I have read bits and pieces of this topic but never found it as a whole. :?: When should you use metal (aluminum) screen instead of fabric (vinyl, fiberglass, etc) :?: Be it mantids or feeder cages when is metal NECESSARY?


----------



## buddhistsoldier88 (Sep 5, 2007)

> I have read bits and pieces of this topic but never found it as a whole. :?: When should you use metal (aluminum) screen instead of fabric (vinyl, fiberglass, etc) :?: Be it mantids or feeder cages when is metal NECESSARY?

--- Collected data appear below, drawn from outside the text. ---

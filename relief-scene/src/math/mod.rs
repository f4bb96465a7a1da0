mod cartesian3;
mod cartographic;

pub use cartesian3::*;
pub use cartographic::*;

pub const EPSILON7: f64 = 0.0000001;
pub const EPSILON10: f64 = 0.0000000001;
pub const EPSILON12: f64 = 0.000000000001;
pub const EPSILON14: f64 = 0.00000000000001;

pub fn equals_epsilon(
    left: f64,
    right: f64,
    relative_epsilon: Option<f64>,
    absolute_epsilon: Option<f64>,
) -> bool {
    let relative_epsilon = relative_epsilon.unwrap_or(0.0);
    let absolute_epsilon = absolute_epsilon.unwrap_or(relative_epsilon);
    let diff = (left - right).abs();
    return diff <= absolute_epsilon || diff <= relative_epsilon * left.abs();
}

/// Saturates `value` into `[min, max]`, both bounds inclusive.
pub fn clamp(value: f64, min: f64, max: f64) -> f64 {
    if value <= min {
        return min;
    }
    if value >= max {
        return max;
    }
    return value;
}

#[cfg(test)]
mod tests {
    use super::*;

    #[test]
    fn clamp_saturates_inclusive() {
        assert_eq!(clamp(-3.0, 0.0, 1.0), 0.0);
        assert_eq!(clamp(0.0, 0.0, 1.0), 0.0);
        assert_eq!(clamp(1.0, 0.0, 1.0), 1.0);
        assert_eq!(clamp(7.5, 0.0, 1.0), 1.0);
        for i in 1..100 {
            let x = i as f64 / 100.0;
            assert_eq!(clamp(x, 0.0, 1.0), x);
        }
    }

    #[test]
    fn equals_epsilon_absolute_and_relative() {
        assert!(equals_epsilon(1.0, 1.0 + 1e-9, None, Some(EPSILON7)));
        assert!(!equals_epsilon(1.0, 1.1, None, Some(EPSILON7)));
        assert!(equals_epsilon(1.0e9, 1.0e9 + 1.0, Some(EPSILON7), None));
    }
}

Dont think its a necessity , but mantids like to hang upside down from the screen...


----------



## Asa (Sep 6, 2007)

Metal is never really neccessary, just use fabric.


----------



## hibiscusmile (Sep 6, 2007)

In some of my houses, the crickets have ate thru the fiberglass screen, so if you are having crickets over for dinner, go with metal, it's a pain replacing them! :roll:


----------



## OGIGA (Sep 6, 2007)

I don't know how spread out the wires are but keep that in mind if you know you're going to have fruit flies in there.


----------



## Rick (Sep 6, 2007)

I never use metal and don't think you ever would need to.


----------



## Precious (Sep 8, 2007)

Coffee filters are awesome on jars and small enclosures. Clean, cheap and provide excellent air exchange.


----------



## bubforever (Sep 9, 2007)

I would think any time of fabric would be better than metal, it provides the best grip for the mantis. I used paper towels for mine.


----------



## hibiscusmile (Sep 9, 2007)

By metal, I ment aluminum screen, in the _Bugatorium_ pics I posted in the large container with the Europeans, in the top left cornor of one there is a 1/4" cricket hole. And one of my nympt containers has hole in lid. So I switch to aluminum cause they eat crickets a lot and I didn't want them to have heavy metal for din din :lol: (should of said fiberglass) but it wasn't as funny! :lol:


----------



## Precious (Sep 10, 2007)

I found something cool, though I'm sure I'm not the first. It is essentially plastic gridwork. Like a screen of fairly substantial, white screen. It is used for needlework or embroidery of some sort and comes in smallish sheets, squares, circles found in craft stores. It's awesome, so far. It keeps everything but melanogaster or hydei inside and is easily cut to fit different enclosures also easy to clean. My Unicorns are hanging from it just as they do metal screen or coffee filters. Nobody's moulted on it yet, but I think it'll be fine. Love it.


----------



## Wally (Sep 29, 2007)

actually, our chinese mantis chewed a hole through the plastic sheeting of her cage. She's now in an aquarium with a metal lid, and not very happy. I have sticks in there for her to hang upside down.


----------



## skinzfan72 (Oct 1, 2007)

hibiscusmile said:


> In some of my houses, the crickets have ate thru the fiberglass screen, so if you are having crickets over for dinner, go with metal, it's a pain replacing them! :roll:


Yes I use crix mainly and they have eaten through one screen on me. Screen replacement will give me something to do this winter I guess.


----------



## hibiscusmile (Oct 1, 2007)

:lol: Knew you would see it my way


----------